# Exercise
Print the entries once more, unchanged.

# Records provided

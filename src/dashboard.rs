use chrono::{Duration, NaiveDate};
use serde::Serialize;
use std::collections::{BTreeMap, BTreeSet};

use crate::board::sort_by_due;
use crate::config::DEVELOPERS;
use crate::task::{Stage, Task, TaskKind};

/// Window of the "upcoming deliveries" list, in days
pub const UPCOMING_DAYS: i64 = 15;

#[derive(Debug, Clone, PartialEq, Serialize)]
pub struct Metrics {
    pub total: usize,
    pub done: usize,
    /// Completion rate formatted for display, e.g. `40.0%`
    pub completion_rate: String,
    pub in_progress: usize,
    pub overdue: usize,
    /// Tasks not in the terminal stage
    pub active: usize,
}

pub fn metrics(tasks: &[Task], today: NaiveDate) -> Metrics {
    let total = tasks.len();
    let done = tasks.iter().filter(|t| t.is_done()).count();
    let completion_rate = if total > 0 {
        format!("{:.1}%", done as f64 / total as f64 * 100.0)
    } else {
        "0%".to_string()
    };
    Metrics {
        total,
        done,
        completion_rate,
        in_progress: tasks.iter().filter(|t| t.status == Stage::InDevelopment).count(),
        overdue: tasks.iter().filter(|t| t.is_overdue(today)).count(),
        active: total - done,
    }
}

/// Open urgent and high priority tasks, soonest first
pub fn high_priority(tasks: &[Task]) -> Vec<&Task> {
    let mut open: Vec<&Task> = tasks
        .iter()
        .filter(|t| t.priority.is_high() && !t.is_done())
        .collect();
    sort_by_due(&mut open);
    open
}

/// Open tasks due between today and today + 15 days, soonest first
pub fn upcoming(tasks: &[Task], today: NaiveDate) -> Vec<&Task> {
    let horizon = today + Duration::days(UPCOMING_DAYS);
    let mut soon: Vec<&Task> = tasks
        .iter()
        .filter(|t| !t.is_done())
        .filter(|t| t.due_date.is_some_and(|d| d >= today && d <= horizon))
        .collect();
    sort_by_due(&mut soon);
    soon
}

#[derive(Debug, Clone, PartialEq, Eq, Serialize)]
pub struct Workload {
    pub assignee: String,
    /// Task counts in `Stage::ALL` order
    pub per_stage: [usize; 4],
}

impl Workload {
    pub fn total(&self) -> usize {
        self.per_stage.iter().sum()
    }
}

/// Tasks per assignee and stage; roster members first, then anyone else
/// found in the sheet, alphabetically
pub fn workload(tasks: &[Task]) -> Vec<Workload> {
    let mut counts: BTreeMap<&str, [usize; 4]> = BTreeMap::new();
    for task in tasks {
        let slot = Stage::ALL.iter().position(|s| *s == task.status).unwrap_or(0);
        counts.entry(task.assignee.as_str()).or_default()[slot] += 1;
    }

    let mut rows: Vec<Workload> = DEVELOPERS
        .iter()
        .filter_map(|dev| {
            counts.remove(dev).map(|per_stage| Workload {
                assignee: dev.to_string(),
                per_stage,
            })
        })
        .collect();
    rows.extend(counts.into_iter().map(|(assignee, per_stage)| Workload {
        assignee: assignee.to_string(),
        per_stage,
    }));
    rows
}

/// Task count per type, skipping types with no tasks
pub fn type_distribution(tasks: &[Task]) -> Vec<(TaskKind, usize)> {
    TaskKind::ALL
        .into_iter()
        .map(|kind| (kind, tasks.iter().filter(|t| t.kind == kind).count()))
        .filter(|(_, n)| *n > 0)
        .collect()
}

/// Largest id plus one, 1 for an empty list
pub fn next_free_id(tasks: &[Task]) -> u32 {
    tasks.iter().map(|t| t.id).max().map_or(1, |m| m + 1)
}

#[derive(Debug, Clone, PartialEq, Eq, Serialize)]
pub struct SystemStats {
    pub total: usize,
    pub assignees: usize,
    pub kinds: usize,
    pub next_id: u32,
}

pub fn system_stats(tasks: &[Task]) -> SystemStats {
    SystemStats {
        total: tasks.len(),
        assignees: tasks
            .iter()
            .map(|t| t.assignee.as_str())
            .collect::<BTreeSet<_>>()
            .len(),
        kinds: tasks.iter().map(|t| t.kind).collect::<BTreeSet<_>>().len(),
        next_id: next_free_id(tasks),
    }
}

# Response
filename src/dashboard.rs
use chrono::{Duration, NaiveDate};
use serde::Serialize;
use std::collections::{BTreeMap, BTreeSet};

use crate::board::sort_by_due;
use crate::config::DEVELOPERS;
use crate::task::{Stage, Task, TaskKind};

/// Window of the "upcoming deliveries" list, in days
pub const UPCOMING_DAYS: i64 = 15;

#[derive(Debug, Clone, PartialEq, Serialize)]
pub struct Metrics {
    pub total: usize,
    pub done: usize,
    /// Completion rate formatted for display, e.g. `40.0%`
    pub completion_rate: String,
    pub in_progress: usize,
    pub overdue: usize,
    /// Tasks not in the terminal stage
    pub active: usize,
}

pub fn metrics(tasks: &[Task], today: NaiveDate) -> Metrics {
    let total = tasks.len();
    let done = tasks.iter().filter(|t| t.is_done()).count();
    let completion_rate = if total > 0 {
        format!("{:.1}%", done as f64 / total as f64 * 100.0)
    } else {
        "0%".to_string()
    };
    Metrics {
        total,
        done,
        completion_rate,
        in_progress: tasks.iter().filter(|t| t.status == Stage::InDevelopment).count(),
        overdue: tasks.iter().filter(|t| t.is_overdue(today)).count(),
        active: total - done,
    }
}

/// Open urgent and high priority tasks, soonest first
pub fn high_priority(tasks: &[Task]) -> Vec<&Task> {
    let mut open: Vec<&Task> = tasks
        .iter()
        .filter(|t| t.priority.is_high() && !t.is_done())
        .collect();
    sort_by_due(&mut open);
    open
}

/// Open tasks due between today and today + 15 days, soonest first
pub fn upcoming(tasks: &[Task], today: NaiveDate) -> Vec<&Task> {
    let horizon = today + Duration::days(UPCOMING_DAYS);
    let mut soon: Vec<&Task> = tasks
        .iter()
        .filter(|t| !t.is_done())
        .filter(|t| t.due_date.is_some_and(|d| d >= today && d <= horizon))
        .collect();
    sort_by_due(&mut soon);
    soon
}

#[derive(Debug, Clone, PartialEq, Eq, Serialize)]
pub struct Workload {
    pub assignee: String,
    /// Task counts in `Stage::ALL` order
    pub per_stage: [usize; 4],
}

impl Workload {
    pub fn total(&self) -> usize {
        self.per_stage.iter().sum()
    }
}

/// Tasks per assignee and stage; roster members first, then anyone else
/// found in the sheet, alphabetically
pub fn workload(tasks: &[Task]) -> Vec<Workload> {
    let mut counts: BTreeMap<&str, [usize; 4]> = BTreeMap::new();
    for task in tasks {
        let slot = Stage::ALL.iter().position(|s| *s == task.status).unwrap_or(0);
        counts.entry(task.assignee.as_str()).or_default()[slot] += 1;
    }

    let mut rows: Vec<Workload> = DEVELOPERS
        .iter()
        .filter_map(|dev| {
            counts.remove(dev).map(|per_stage| Workload {
                assignee: dev.to_string(),
                per_stage,
            })
        })
        .collect();
    rows.extend(counts.into_iter().map(|(assignee, per_stage)| Workload {
        assignee: assignee.to_string(),
        per_stage,
    }));
    rows
}

/// Task count per type, skipping types with no tasks
pub fn type_distribution(tasks: &[Task]) -> Vec<(TaskKind, usize)> {
    TaskKind::ALL
        .into_iter()
        .map(|kind| (kind, tasks.iter().filter(|t| t.kind == kind).count()))
        .filter(|(_, n)| *n > 0)
        .collect()
}

/// Largest id plus one, 1 for an empty list
pub fn next_free_id(tasks: &[Task]) -> u32 {
    tasks.iter().map(|t| t.id).max().map_or(1, |m| m + 1)
}

#[derive(Debug, Clone, PartialEq, Eq, Serialize)]
pub struct SystemStats {
    pub total: usize,
    pub assignees: usize,
    pub kinds: usize,
    pub next_id: u32,
}

pub fn system_stats(tasks: &[Task]) -> SystemStats {
    SystemStats {
        total: tasks.len(),
        assignees: tasks
            .iter()
            .map(|t| t.assignee.as_str())
            .collect::<BTreeSet<_>>()
            .len(),
        kinds: tasks.iter().map(|t| t.kind).collect::<BTreeSet<_>>().len(),
        next_id: next_free_id(tasks),
    }
}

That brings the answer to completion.